We find a clear example in the 8th century B.C. prophet Isaiah. Only a Sovereign God can call “My anointed,” one that unwittingly followed divine designs in accomplishing God’s purposes. Over a century before the Persian King Cyrus commanded the exiled Jews to return to Jerusalem, Isaiah prophesied that God would raise up Cyrus for his purposes. “For the sake of Jacob My servant, and Israel My chosen one, I have also called you [Cyrus] by your name; I have given you a title of honor though you have not known Me. I am the Lord, and there is no other; besides Me there is no God. I will gird you [Cyrus], though you have not known Me; that men may know from the rising to the setting of the sun that there is no one besides Me. I am the Lord, and there is no other” (Isaiah 45:4–6; italics added; NASB). In simple language, the Lord God declared, “I’m in control. I will use whom I will, raise up whom I please, and accomplish my purposes through any that I choose, so that the nations may know that I alone am God.”
Sovereignty and the Reformation
Enter the 16th century Reformation. In a dark world with only a sputter of light here and there for centuries, God broke forth. We know how he raised up Luther, Zwingli, Tyndale, Calvin, Bullinger, Bilney, Knox, and many more as mighty voices to proclaim the gospel of grace in Christ alone.

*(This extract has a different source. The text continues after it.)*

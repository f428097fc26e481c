pub mod export_xlsx;

pub use export_xlsx::{export_listings_xlsx, listings_workbook};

Yet the Lord had no constraints to use only avowed Protestants in this spiritual awakening. He also found pleasure in unwitting Reformers, among whom the chief was Desiderius Erasmus. Erasmus grew up in Holland, the illegitimate son of a parish priest and physician’s daughter. They schooled him in a Brethren of the Common Life institution that focused, unlike the scholastics and ritualists, on a mystical, pietistic inward life. The precocious child learned Latin as a boy, preferring it to his native Dutch. Entering the University of Paris, he had already surpassed his teachers. In contrast to the anti-God humanists that emerged from the Renaissance, as a humanist scholar, he embraced, what he called, “the philosophy of Christ,” emphasizing conformity to the Bible’s moral teachings. While calling for the study of scripture, Erasmus put less stress upon the doctrines of salvation than upon behavior. Although an unsurpassed linguist, he lacked theological (gospel) clarity.
The Greek New Testament
While in England in 1499, John Colet, Dean of St. Paul’s, urged Erasmus to stay in Oxford to teach the Old Testament. But to do so, at Colet’s insistence, he would need to study Greek to read the Greek Fathers. He spent five years mastering Greek [Erasmus could do that!]. During a second visit to England, Colet loaned Erasmus two Greek New Testament manuscripts from which he produced a new Latin translation. That thrill of studying ad fontes led him to gather a few more manuscripts to edit a critical Greek New Testament, published in 1516.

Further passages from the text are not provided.